Search the material and gather each line with "Copy" in it.
------------------------------
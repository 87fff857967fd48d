//! Wire schema for the dashboard's external interfaces.
//!
//! Raw JSON from the streaming connection and the history query API is
//! validated here and converted into ordered domain values before it reaches
//! the store. Invalid input is rejected at this boundary, never deeper in
//! the aggregation logic.

use crate::error::DashError;
use chrono::{DateTime, NaiveDateTime, Utc};
use serde::{Deserialize, Deserializer, Serialize};
use std::collections::{BTreeMap, HashMap};

/// Stable identifier of a monitored network endpoint (e.g. an address).
pub type ClientId = String;

/// Inbound/outbound byte counters for one service bucket.
///
/// Counters are `u64`, so a payload carrying a negative count fails
/// deserialization instead of producing a nonsense aggregate.
#[derive(Debug, Clone, Copy, Default, PartialEq, Eq, Deserialize, Serialize)]
pub struct ServiceTraffic {
    /// Bytes received by the client over this service
    #[serde(rename = "in")]
    pub inbound: u64,
    /// Bytes sent by the client over this service
    #[serde(rename = "out")]
    pub outbound: u64,
}

impl ServiceTraffic {
    /// Combined inbound + outbound volume.
    pub fn total(&self) -> u64 {
        self.inbound + self.outbound
    }
}

/// Streaming push message from the monitoring backend.
///
/// `traffic` is mandatory; a message without it does not match the required
/// shape and is dropped by the connection manager. The metadata maps are
/// optional and default to empty.
#[derive(Debug, Clone, Deserialize, Serialize)]
pub struct TrafficPush {
    /// clientId -> serviceName -> counters
    pub traffic: HashMap<ClientId, HashMap<String, ServiceTraffic>>,
    /// clientId -> resolved hostname
    #[serde(default)]
    pub hosts: HashMap<ClientId, String>,
    /// clientId -> device/vendor descriptor
    #[serde(default, rename = "hostsDevices")]
    pub devices: HashMap<ClientId, String>,
}

/// One complete, self-contained traffic state superseding all prior state.
///
/// Ordered maps so every downstream iteration is deterministic.
pub type TrafficSnapshot = BTreeMap<ClientId, BTreeMap<String, ServiceTraffic>>;

/// Hostname and device descriptors travelling alongside each snapshot.
#[derive(Debug, Clone, Default, PartialEq, Eq)]
pub struct ClientMetadata {
    pub hosts: BTreeMap<ClientId, String>,
    pub devices: BTreeMap<ClientId, String>,
}

impl TrafficPush {
    /// Parse a raw text frame into a typed push message.
    pub fn parse(raw: &str) -> Result<Self, DashError> {
        serde_json::from_str(raw).map_err(DashError::from)
    }

    /// Convert the wire maps into the ordered domain representation.
    pub fn into_domain(self) -> (TrafficSnapshot, ClientMetadata) {
        let snapshot = self
            .traffic
            .into_iter()
            .map(|(client, services)| (client, services.into_iter().collect()))
            .collect();

        let metadata = ClientMetadata {
            hosts: self.hosts.into_iter().collect(),
            devices: self.devices.into_iter().collect(),
        };

        (snapshot, metadata)
    }
}

/// One point of a per-client history series, as received from the query API.
#[derive(Debug, Clone, Copy, PartialEq, Eq, Deserialize)]
pub struct HistoryPoint {
    /// Absolute instant of the sample. The wire representation may omit the
    /// zone marker; it is always interpreted as UTC.
    #[serde(rename = "time", deserialize_with = "de_timestamp_utc")]
    pub timestamp: DateTime<Utc>,
    /// Total bytes observed for the client in this sample
    #[serde(rename = "total")]
    pub total_bytes: u64,
}

/// Raw history query response: clientId -> list of points.
pub type HistoryResponse = HashMap<ClientId, Vec<HistoryPoint>>;

/// Parse a timestamp string as a UTC instant, with or without an explicit
/// zone marker.
fn de_timestamp_utc<'de, D>(deserializer: D) -> Result<DateTime<Utc>, D::Error>
where
    D: Deserializer<'de>,
{
    let raw = String::deserialize(deserializer)?;

    if let Ok(with_zone) = DateTime::parse_from_rfc3339(&raw) {
        return Ok(with_zone.with_timezone(&Utc));
    }

    raw.parse::<NaiveDateTime>()
        .map(|naive| naive.and_utc())
        .map_err(|_| serde::de::Error::custom(format!("unrecognised timestamp: {raw}")))
}

#[cfg(test)]
mod tests {
    use super::*;
    use chrono::TimeZone;

    #[test]
    fn test_push_parses_full_message() {
        let raw = r#"{
            "traffic": {"10.0.0.1": {"http": {"in": 100, "out": 50}}},
            "hosts": {"10.0.0.1": "laptop"},
            "hostsDevices": {"10.0.0.1": "Desktop Windows"}
        }"#;

        let push = TrafficPush::parse(raw).unwrap();
        assert_eq!(push.traffic["10.0.0.1"]["http"].inbound, 100);
        assert_eq!(push.traffic["10.0.0.1"]["http"].outbound, 50);
        assert_eq!(push.hosts["10.0.0.1"], "laptop");
        assert_eq!(push.devices["10.0.0.1"], "Desktop Windows");
    }

    #[test]
    fn test_push_optional_maps_default_to_empty() {
        let raw = r#"{"traffic": {"10.0.0.1": {"dns": {"in": 10, "out": 10}}}}"#;

        let push = TrafficPush::parse(raw).unwrap();
        assert!(push.hosts.is_empty());
        assert!(push.devices.is_empty());
    }

    #[test]
    fn test_push_missing_traffic_is_rejected() {
        let raw = r#"{"hosts": {"10.0.0.1": "laptop"}}"#;
        assert!(matches!(TrafficPush::parse(raw), Err(DashError::Parse(_))));
    }

    #[test]
    fn test_push_negative_counter_is_rejected() {
        let raw = r#"{"traffic": {"10.0.0.1": {"http": {"in": -5, "out": 0}}}}"#;
        assert!(matches!(TrafficPush::parse(raw), Err(DashError::Parse(_))));
    }

    #[test]
    fn test_into_domain_orders_clients_and_services() {
        let raw = r#"{
            "traffic": {
                "10.0.0.2": {"ssh": {"in": 1, "out": 1}},
                "10.0.0.1": {"http": {"in": 2, "out": 2}, "dns": {"in": 3, "out": 3}}
            }
        }"#;

        let (snapshot, _) = TrafficPush::parse(raw).unwrap().into_domain();
        let clients: Vec<&str> = snapshot.keys().map(String::as_str).collect();
        assert_eq!(clients, vec!["10.0.0.1", "10.0.0.2"]);

        let services: Vec<&str> = snapshot["10.0.0.1"].keys().map(String::as_str).collect();
        assert_eq!(services, vec!["dns", "http"]);
    }

    #[test]
    fn test_history_point_naive_timestamp_is_utc() {
        let point: HistoryPoint =
            serde_json::from_str(r#"{"time": "2024-01-01T00:00:00", "total": 500}"#).unwrap();

        assert_eq!(
            point.timestamp,
            Utc.with_ymd_and_hms(2024, 1, 1, 0, 0, 0).unwrap()
        );
        assert_eq!(point.total_bytes, 500);
    }

    #[test]
    fn test_history_point_zoned_timestamp_converts_to_utc() {
        let point: HistoryPoint =
            serde_json::from_str(r#"{"time": "2024-01-01T02:00:00+02:00", "total": 1}"#).unwrap();

        assert_eq!(
            point.timestamp,
            Utc.with_ymd_and_hms(2024, 1, 1, 0, 0, 0).unwrap()
        );
    }

    #[test]
    fn test_history_point_garbage_timestamp_is_rejected() {
        let result =
            serde_json::from_str::<HistoryPoint>(r#"{"time": "yesterday", "total": 1}"#);
        assert!(result.is_err());
    }
}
------------------------------
• REPLY TO THE TASK:
#[derive(Debug, Clone, Copy, Default, PartialEq, Eq, Deserialize, Serialize)]
#[derive(Debug, Clone, Copy, PartialEq, Eq, Deserialize)]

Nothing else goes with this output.